Il se leva, s’engouffra dans une voiture officielle. Une centaine d’automobiles se mirent en branle, suivies de motards, d’ambulances, sirènes hurlantes. Le cortège traversa la ville à vive allure puis s’arrêta on ne savait pourquoi. Une séance de tam-tam publique au milieu d’une foule de femmes et de badauds déchaînés remplit l’univers sonore de ce quartier aux mille bruits. Comme pris d’une démangeaison le Stagiaire ordonna l’arrêt brusque du convoi.

Un silence mêlé d’étonnement s’installa dans le convoi. Il se dirigea naturellement vers le cercle sonore, un mouchoir blanc à la main. Le tambour major ouvrit grand les yeux comme pour s’assurer que celui qu’il avait devant lui était bel et bien le maître du pays. Une fois remis de ses émotions, il saisit l’instrument de percussion et le força à sortir les meilleures sonorités qu’une peau tendue de chèvre pouvait donner.   Un chant de gloire agrémenté de pas de danse, de youyous de la foule donnait à ce décor sonore les riches couleurs d’un festin royal.

Le Stagiaire se sentait dans son élément. Il prit d’autorité le micro central et s’adressa à la foule : « Voyez-vous, le peuple sénégalais est heureux. Je veux que la presse internationale montre combien le pays est heureux sous  mon autorité. Personne ne peut le nier. De manière imprévue, je me suis arrêté ici pour vous montrer la réalité du Sénégal. Ceux qui critiquent ma politique sont de mauvaise foi. »
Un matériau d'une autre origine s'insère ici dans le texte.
use criterion::Criterion;
use native_operators::backend::{Backend, CorrectlyRounded, Library};

use bench_util::{bench_inputs, configure_criterion, gen_range};

const IMPLS: [(&str, fn(f64) -> f64); 2] = [
    ("correctly_rounded", CorrectlyRounded::atan),
    ("library", Library::atan),
];

fn bench_atan(c: &mut Criterion) {
    let inputs = [-1e6, -10.0, -1.0, -1e-6, 0.0, 1e-6, 1.0, 10.0, 1e6];
    let mut group = c.benchmark_group("atan/smoke");
    bench_inputs(&mut group, &inputs, &IMPLS, "atan");
    group.finish();

    let inputs = gen_range(4096, -4.0, 4.0, 0x5eed);
    let mut group = c.benchmark_group("atan/uniform");
    bench_inputs(&mut group, &inputs, &IMPLS, "atan");
    group.finish();

    let inputs = gen_range(1024, 1.0e-8, 1.4e-8, 0x7e57);
    let mut group = c.benchmark_group("atan/tiny_threshold");
    bench_inputs(&mut group, &inputs, &IMPLS, "atan");
    group.finish();
}

fn main() {
    let mut c = configure_criterion();
    bench_atan(&mut c);
    c.final_summary();
}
La foule se densifia sous l’effet de la rumeur. Le tambour major profita d’un vide pour lancer quelques battements de tam-tam enrobés de louanges. Le tout atterrit agréablement à l’oreille du Stagiaire. Euphorique, ce dernier reprit le micro :

-Voyez-vous, quand quelqu’un maîtrise son art à ce point, le pays doit le reconnaître. Au fait quel diplôme avez-vous ? » lui demanda-t-il indiscret au milieu de la foule médusée.

L’effet amplificateur du microphone multiplia le volume d’émotion de son interlocuteur : « Prési… mon diplôme c’est vous. Vous êtes mon certificat d’étude, mon brevet, mon baccalauréat. »
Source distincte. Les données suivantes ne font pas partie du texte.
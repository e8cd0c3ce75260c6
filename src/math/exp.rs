//! exp(x), correctly rounded.

use super::classify::{Class, EXP_TINY, classify};
use super::dd::{Dd, INV_FACT, LN2};
use super::refine::{RefineError, Refiner, settle};
use super::rounding::RoundingMode;
use super::tie::{Verdict, check};
use super::{mp, quiet_nan};

/// 709.782712893383973096: the largest x with exp(x) <= MAX.
const OVERFLOW_X: f64 = f64::from_bits(0x4086_2e42_fefa_39ef);
/// exp(x) < 2^-1075 below this.
const UNDERFLOW_X: f64 = -745.2;

const TERMS: usize = 22;
const FAST_REL: f64 = f64::from_bits(0x3bb0_0000_0000_0000); // 2^-68

#[inline]
pub(super) fn pow2(k: i32) -> f64 {
    f64::from_bits(((k + 1023) as u64) << 52)
}

/// Splits `exp(t) = e · 2^k` with `e` in `[0.7, 1.42]`, when `k` keeps the
/// result normal. The error of `e` is `2^-90` relative plus `|t.hi|·2^-104`.
pub(super) fn exp_dd(t: Dd) -> Option<(Dd, i32)> {
    let k = (t.hi * std::f64::consts::LOG2_E).round_ties_even();
    if !(-1021.0..=1023.0).contains(&k) {
        return None;
    }
    let r = t.sub(LN2.mul_f64(k));
    Some((Dd::horner(r, &INV_FACT[..TERMS]), k as i32))
}

pub(crate) fn eval(x: f64, mode: RoundingMode, refiner: &Refiner) -> Result<f64, RefineError> {
    match classify(x, EXP_TINY) {
        Class::Zero => return Ok(1.0),
        Class::Nan => return Ok(quiet_nan(x)),
        Class::Infinite => return Ok(if x > 0.0 { x } else { 0.0 }),
        Class::Tiny(_) => return Ok(1.0 + x),
        Class::Normal => {}
    }
    if x > OVERFLOW_X {
        return Ok(mode.overflow(false));
    }
    if x < UNDERFLOW_X {
        return Ok(mode.underflow(false));
    }

    if refiner.uses_fast_path() {
        if let Some((e, k)) = exp_dd(Dd::from_f64(x)) {
            if let Verdict::Accept(v) = check(e, FAST_REL, mode) {
                return Ok(v * pow2(k));
            }
        }
    }
    refiner.run("exp", mode, |bits| mp::exp(&mp::from_f64(x, bits), 0, bits))
}

/// exp(x) under an explicit refinement configuration.
pub fn exp_with(x: f64, refiner: &Refiner) -> Result<f64, RefineError> {
    eval(x, RoundingMode::current(), refiner)
}

/// Correctly rounded natural exponential.
pub fn exp(x: f64) -> f64 {
    settle(exp_with(x, &Refiner::new()))
}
Il resta de marbre comme si ces propos ne lui étaient pas adressés. La foule inquiète cessa de rire, de s’amuser comme si de l’eau avait été renversée sur la flamme vive de son bonheur. Un jeune batteur de tam-tam, sentant qu’il fallait aller plus haut dans l’évocation des titres, chuchota à l’oreille du meneur de rythme : « Mon agrégé, mon agrégé ! »

 

Il lâcha à son tour « Mon agrégé, mon agrégé ! »
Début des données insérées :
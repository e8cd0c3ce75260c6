use std::env;
use std::process::Command;

fn main() {
    println!("cargo:rerun-if-changed=build.rs");
    println!("cargo:rerun-if-env-changed=RUSTC");

    let rustc = env::var("RUSTC").unwrap_or_else(|_| "rustc".to_string());
    let (major, minor, patch) = Command::new(rustc)
        .arg("--version")
        .output()
        .ok()
        .and_then(|out| String::from_utf8(out.stdout).ok())
        .and_then(|text| parse_version(&text))
        .unwrap_or((0, 0, 0));

    println!("cargo:rustc-env=NATIVE_OPERATORS_RUSTC_MAJOR={major}");
    println!("cargo:rustc-env=NATIVE_OPERATORS_RUSTC_MINOR={minor}");
    println!("cargo:rustc-env=NATIVE_OPERATORS_RUSTC_PATCH={patch}");
}

// "rustc 1.86.0 (05f9846f8 2025-03-31)" -> (1, 86, 0)
fn parse_version(text: &str) -> Option<(u16, u16, u16)> {
    let version = text.split_whitespace().nth(1)?;
    let core = version.split('-').next()?;
    let mut parts = core.split('.').map(|p| p.parse::<u16>().ok());
    Some((parts.next()??, parts.next()??, parts.next()??))
}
 - « Entendez, entendez ! Mon agrégé ! » s’écria-t-il enthousiaste en se tournant vers la foule. Il fit signe à son aide de camp qui s’approcha : « Prends note, lui ordonna-t-il. Je le nomme « ministre des Festivités ». Il hésita un instant, se rappelant qu’il avait déjà nommé quelqu’un « ministre des Fêtes ». Il rectifia : « Je te nomme ministre des Festivités et de l’Animation populaire. »

Le griot bondit et faillit avaler son instrument. Il cria au monde sa joie. Le Stagiaire compléta sa volonté : « Vous êtes nommé ministre d’Etat chargé des Festivités et de l’Animation populaire. » La foule poussa un cri d’hystérie. Ce qui devait arriver arriva. Un gamin pris dans le tohu-bohu donna un coup de pied dans son ballon qui s’envola et s’écrasa contre le crâne du Stagiaire. Son visage s’assombrit. Les gardes du corps sortirent leurs armes. La poussière se leva. Des sirènes, des cris suivis d’une dispersion brutale mirent fin à la fête. Lorsque la poussière se dissipa, le Stagiaire avait disparu. Une nouvelle ère commença, celle de la violence politique.